Quelques jours se passèrent… Une autre fois, Jacques eut la curiosité de revoir la maison où elle avait habité. Elle était vide aujourd’hui et, au grand étonnement de Laus, ils la visitèrent. Très petite, au milieu d’un jardin mal entretenu, elle parla encore pour lui un langage triste, qu’il écouta avec bonheur. Il ne voulut pas que cette demeure, où le seul être qu’il eût aimé, car c’était lui qu’il aimait en Laus, avait vécu, pût risquer de disparaître, emportant ainsi des souvenirs chers. La maison était à vendre, il l’acheta ; et comme Henri s’étonnait encore, ne pouvant s’expliquer cette fantaisie, il trancha du spéculateur, et fit à Laus toute une théorie sur le placement des fonds en maisons et en terres dans ce pays.

Il y avait un mois qu’ils étaient à Noirchain et rien encore, dans l’attitude de Soran, ne pouvait faire soupçonner à Laus l’exagération de son affection. Un jour, ils se trouvaient dans le petit kiosque, causant de mille vieilles choses toujours nouvelles, et Henri semblait moins triste : Jacques pouvait croire que la guérison approchait et que son ami commençait à oublier. Ils s’étaient assis sur le divan : la conversation tomba sur la femme par les soins de Laus, certainement, car Jacques était trop habile pour raviver une blessure presque fermée. Laus ne se répandait pas en lieux communs sur son inconstance, mais ses paroles trahissaient une amertume que Soran ne chercha pas à adoucir : bien plus, il lui suggéra que l’amitié seule pouvait être sûre et que c’était folie de chercher une autre affection ; et, en disant cela, il s’était rapproché de Laus, amoureux plus que jamais, sur ce divan où il s’était assis à côté d’Elle.

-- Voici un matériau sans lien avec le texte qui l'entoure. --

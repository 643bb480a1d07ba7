use std::sync::Arc;

use chrono::{DateTime, Utc};
use serde::{Deserialize, Serialize};
use tracing::{debug, info};

use hololith_core::catalog::{validate_min_len, validate_slug};
use hololith_core::tag::{MIN_TAG_TIER, validate_tier};
use hololith_core::{Product, ProductId, Store, StoreId, Tag, TagDraft, TagId, TenantId};
use hololith_store::Repository;

use crate::catalog::owned_product;
use crate::clock::Clock;
use crate::error::EngineError;
use crate::quota::QuotaEngine;
use crate::stores::owned_store;

pub(crate) fn tag_from_draft(draft: TagDraft, now: DateTime<Utc>) -> Tag {
    Tag {
        id: TagId::generate(),
        slug: draft.slug,
        name: draft.name,
        tier: draft.tier,
        flags: draft.flags,
        created_at: now,
    }
}

/// Input for creating a tag.
#[derive(Debug, Clone, Deserialize)]
#[cfg_attr(feature = "openapi", derive(utoipa::ToSchema))]
pub struct CreateTag {
    pub name: String,
    pub slug: String,
    /// Defaults to 1.
    #[serde(default)]
    pub tier: Option<u8>,
    #[serde(default)]
    #[cfg_attr(feature = "openapi", schema(value_type = Option<Object>))]
    pub flags: Option<serde_json::Value>,
}

impl CreateTag {
    fn into_draft(self) -> Result<TagDraft, EngineError> {
        validate_min_len("name", &self.name, 2)?;
        validate_slug("slug", &self.slug)?;
        let tier = self.tier.unwrap_or(MIN_TAG_TIER);
        validate_tier(tier)?;
        Ok(TagDraft {
            slug: self.slug,
            name: self.name.trim().to_owned(),
            tier,
            flags: self.flags.unwrap_or_else(|| serde_json::json!({})),
        })
    }
}

/// A tag with the published listings that carry it.
#[derive(Debug, Clone, Serialize)]
#[cfg_attr(feature = "openapi", derive(utoipa::ToSchema))]
pub struct TagLanding {
    pub tag: Tag,
    pub stores: Vec<Store>,
    pub products: Vec<Product>,
}

/// Refuses tags above the tenant plan's `maxTagTier`.
#[derive(Clone)]
pub struct TagTierGate {
    quota: QuotaEngine,
}

impl TagTierGate {
    pub fn new(quota: QuotaEngine) -> Self {
        Self { quota }
    }

    pub async fn check(&self, tenant: &TenantId, tag: &Tag) -> Result<(), EngineError> {
        self.quota.assert_tag_tier_allowed(tenant, tag.tier).await
    }
}

/// The global tag catalog and its links to stores and products.
#[derive(Clone)]
pub struct TagService {
    repo: Arc<dyn Repository>,
    clock: Arc<dyn Clock>,
    gate: TagTierGate,
}

impl TagService {
    pub fn new(repo: Arc<dyn Repository>, clock: Arc<dyn Clock>, gate: TagTierGate) -> Self {
        Self { repo, clock, gate }
    }

    /// All tags, lowest tier first, then by name.
    pub async fn list(&self) -> Result<Vec<Tag>, EngineError> {
        Ok(self.repo.list_tags().await?)
    }

    /// The tag with its published stores and products, newest first.
    pub async fn landing(&self, slug: &str) -> Result<TagLanding, EngineError> {
        let tag = self
            .repo
            .find_tag_by_slug(slug)
            .await?
            .ok_or_else(|| EngineError::NotFound("Tag not found".into()))?;
        let stores = self.repo.published_stores_with_tag(&tag.id).await?;
        let products = self.repo.published_products_with_tag(&tag.id).await?;
        Ok(TagLanding {
            tag,
            stores,
            products,
        })
    }

    pub async fn create_tag(&self, input: CreateTag) -> Result<Tag, EngineError> {
        let draft = input.into_draft()?;
        if self.repo.find_tag_by_slug(&draft.slug).await?.is_some() {
            return Err(EngineError::InvalidInput("Tag slug already exists".into()));
        }
        let tag = tag_from_draft(draft, self.clock.now());
        self.repo
            .insert_tag(&tag)
            .await
            .map_err(EngineError::conflict_as("Tag slug already exists"))?;
        info!(tag_id = %tag.id, slug = %tag.slug, tier = tag.tier, "tag created");
        Ok(tag)
    }

    async fn tag(&self, id: &TagId) -> Result<Tag, EngineError> {
        self.repo
            .get_tag(id)
            .await?
            .ok_or_else(|| EngineError::NotFound("Tag not found".into()))
    }

    /// Attach a tag to one of the tenant's stores. Re-assigning is a no-op.
    pub async fn assign_to_store(
        &self,
        tenant: &TenantId,
        store: &StoreId,
        tag: &TagId,
    ) -> Result<Tag, EngineError> {
        owned_store(self.repo.as_ref(), tenant, store).await?;
        let tag = self.tag(tag).await?;
        self.gate.check(tenant, &tag).await?;
        let created = self.repo.link_store_tag(store, &tag.id).await?;
        debug!(store_id = %store, tag = %tag.slug, created, "store tag assigned");
        Ok(tag)
    }

    pub async fn unassign_from_store(
        &self,
        tenant: &TenantId,
        store: &StoreId,
        tag: &TagId,
    ) -> Result<(), EngineError> {
        owned_store(self.repo.as_ref(), tenant, store).await?;
        self.repo.unlink_store_tag(store, tag).await?;
        Ok(())
    }

    /// Attach a tag to one of the tenant's products. Re-assigning is a no-op.
    pub async fn assign_to_product(
        &self,
        tenant: &TenantId,
        product: &ProductId,
        tag: &TagId,
    ) -> Result<Tag, EngineError> {
        owned_product(self.repo.as_ref(), tenant, product).await?;
        let tag = self.tag(tag).await?;
        self.gate.check(tenant, &tag).await?;
        let created = self.repo.link_product_tag(product, &tag.id).await?;
        debug!(product_id = %product, tag = %tag.slug, created, "product tag assigned");
        Ok(tag)
    }

    pub async fn unassign_from_product(
        &self,
        tenant: &TenantId,
        product: &ProductId,
        tag: &TagId,
    ) -> Result<(), EngineError> {
        owned_product(self.repo.as_ref(), tenant, product).await?;
        self.repo.unlink_product_tag(product, tag).await?;
        Ok(())
    }

    pub async fn store_tags(
        &self,
        tenant: &TenantId,
        store: &StoreId,
    ) -> Result<Vec<Tag>, EngineError> {
        owned_store(self.repo.as_ref(), tenant, store).await?;
        Ok(self.repo.tags_for_store(store).await?)
    }

    pub async fn product_tags(
        &self,
        tenant: &TenantId,
        product: &ProductId,
    ) -> Result<Vec<Tag>, EngineError> {
        owned_product(self.repo.as_ref(), tenant, product).await?;
        Ok(self.repo.tags_for_product(product).await?)
    }
}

Pour la première fois, Henri baissa les yeux sous le regard de Jacques : une illumination soudaine s’était faite dans son esprit et il comprit qu’il était aimé d’amour. Il ne le comprit qu’aujourd’hui : comme les génies, dont l’esprit est démesurément développé sous certains côtés tandis qu’ils manquent complètement de pénétration pour les choses les plus simples, cet enfant, qui parfois s’était élevé jusqu’à la divination, voyait seulement maintenant, dans les yeux de Jacques, une ardeur luxurieuse qui l’effraya, et il se recula un peu.